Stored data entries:
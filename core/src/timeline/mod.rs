//! Match timeline model
//!
//! Events read from the in-game timeline, and the assembled per-match sequence.

mod types;

pub use types::{
    ActionTest, Actor, BookColor, BookSlots, Character, MatchId, MatchTimeline, RawEvent, Role,
    TimelineCategory, TimelineEvent,
};
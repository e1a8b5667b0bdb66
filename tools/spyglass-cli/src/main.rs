//! Spyglass CLI - replay header and timeline tool
//!
//! # Commands
//!
//! - `spyglass decode` - Decode replay headers (many files in parallel)
//! - `spyglass reconcile` - Assemble a recorded fragment dump and validate it
//! - `spyglass config` - Show the effective configuration
//!
//! # Usage
//!
//! ```bash
//! # Summarize every replay in a folder
//! spyglass decode replays/*.replay
//!
//! # Check a classifier dump against its replay
//! spyglass reconcile match.replay match.fragments.json --json
//! ```
//!
//! Logging goes to stderr and follows `RUST_LOG` (default `info`).

mod config;
mod decode;
mod reconcile;

use anyhow::Result;
use clap::{Parser, Subcommand};

/// Spyglass CLI - replay header and timeline tool
#[derive(Parser)]
#[command(name = "spyglass")]
#[command(about = "Decode replay headers and check reconstructed timelines")]
#[command(version)]
struct Cli {
    #[command(subcommand)]
    command: Commands,
}

#[derive(Subcommand)]
enum Commands {
    /// Decode replay headers and print one line per file
    Decode(decode::DecodeArgs),

    /// Assemble recorded fragments for one replay and validate the result
    Reconcile(reconcile::ReconcileArgs),

    /// Print the effective configuration and where it is read from
    Config(config::ConfigArgs),
}

fn main() -> Result<()> {
    tracing_subscriber::fmt()
        .with_writer(std::io::stderr)
        .with_env_filter(
            tracing_subscriber::EnvFilter::try_from_default_env()
                .unwrap_or_else(|_| tracing_subscriber::EnvFilter::new("info")),
        )
        .init();

    let cli = Cli::parse();

    match cli.command {
        Commands::Decode(args) => decode::execute(args),
        Commands::Reconcile(args) => reconcile::execute(args),
        Commands::Config(args) => config::execute(args),
    }
}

» Try it: Please go over the data above and copy each line with "execute" in it.

» Solution to this task:
        Commands::Decode(args) => decode::execute(args),
        Commands::Reconcile(args) => reconcile::execute(args),
        Commands::Config(args) => config::execute(args),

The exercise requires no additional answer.